Files
SpotifyRecAlg/swingmusic/services/unified_metadata_client.py
T
Tomas Dvorak 6e8fedf534 first commit
2026-04-13 17:46:58 +02:00

339 lines
13 KiB
Python

"""
Unified Metadata Client - Combines Spotify, MusicBrainz, and optional services
This client provides a single interface for all music metadata needs:
- Spotify: Core metadata (names, artists, albums, durations, play counts)
- MusicBrainz: Genre enrichment, ISRC codes, cover art
- Song.link: Cross-platform streaming URLs
- Last.fm: Optional social features (can be disabled)
- Caching: 12-hour intelligent caching with rate limiting
"""
import logging
from typing import Any
from swingmusic.services.cached_spotify_client import get_cached_spotify_client
from swingmusic.services.musicbrainz_client import get_musicbrainz_client
from swingmusic.services.songlink_client import get_songlink_client
logger = logging.getLogger(__name__)
class UnifiedMetadataClient:
"""
Unified metadata client that combines multiple music services with intelligent caching.

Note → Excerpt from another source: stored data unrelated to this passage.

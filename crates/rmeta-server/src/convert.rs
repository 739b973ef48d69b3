use axum::response::{IntoResponse, Response};
use axum::Json;
use serde::Serialize;
use serde_json::{Map, Value};

use rmeta_types::MetaError;

pub const RET_OK: i32 = 0;
pub const RET_FAIL: i32 = -1;

pub fn ret_code(err: &MetaError) -> i32 {
    match err {
        MetaError::Decode(_) => 1,
        MetaError::Rejected(_) | MetaError::NotLeader { .. } => 2,
        MetaError::TimedOut(_) | MetaError::Indeterminate(_) => 3,
        MetaError::Apply(_) => 4,
        MetaError::ReadIndex(_) => 5,
        MetaError::Storage(_) | MetaError::UnexpectedResponse { .. } | MetaError::Internal(_) => {
            RET_FAIL
        }
    }
}

/// `{retCode, retMsg, ...}` reply body. Always sent with HTTP 200; the
/// outcome lives in `retCode`.
#[derive(Debug, Clone)]
pub struct Reply(Map<String, Value>);

impl Reply {
    pub fn ok() -> Self {
        Self::new(RET_OK, "ok".to_string())
    }

    pub fn error(err: &MetaError) -> Self {
        Self::new(ret_code(err), err.to_string())
    }

    fn new(code: i32, msg: String) -> Self {
        let mut body = Map::new();
        body.insert("retCode".into(), Value::from(code));
        body.insert("retMsg".into(), Value::from(msg));
        Reply(body)
    }

    pub fn with<T: Serialize>(mut self, field: &str, value: &T) -> Result<Self, MetaError> {
        let value = serde_json::to_value(value)
            .map_err(|e| MetaError::Internal(format!("encode {field}: {e}")))?;
        self.0.insert(field.to_string(), value);
        Ok(self)
    }

    /// Attach `value` under `field`, or nothing when the command has no result.
    pub fn with_result<T: Serialize>(self, field: Option<&str>, value: &T) -> Result<Self, MetaError> {
        match field {
            Some(field) => self.with(field, value),
            None => Ok(self),
        }
    }

    pub fn ret_code(&self) -> Option<i64> {
        self.0.get("retCode").and_then(Value::as_i64)
    }
}

impl IntoResponse for Reply {
    fn into_response(self) -> Response {
        Json(Value::Object(self.0)).into_response()
    }
}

Core Services (Always Available):
- Spotify Web Player API: Primary metadata source (cached for 12 hours)
- MusicBrainz: Genre enrichment and ISRC matching
- Song.link: Cross-platform streaming URLs
Optional Services (User Configurable):
- Last.fm: Social features and scrobbling
Features:
- Rate limiting (2 second intervals, 1000/hour max)
- 12-hour caching with DragonflyDB/SQLite
- Protection against Spotify API bans
- Fast response times for cached data
"""
def __init__(self, enable_lastfm: bool = False, cache_duration_hours: int = 12):
"""Initialize unified client with optional services and caching"""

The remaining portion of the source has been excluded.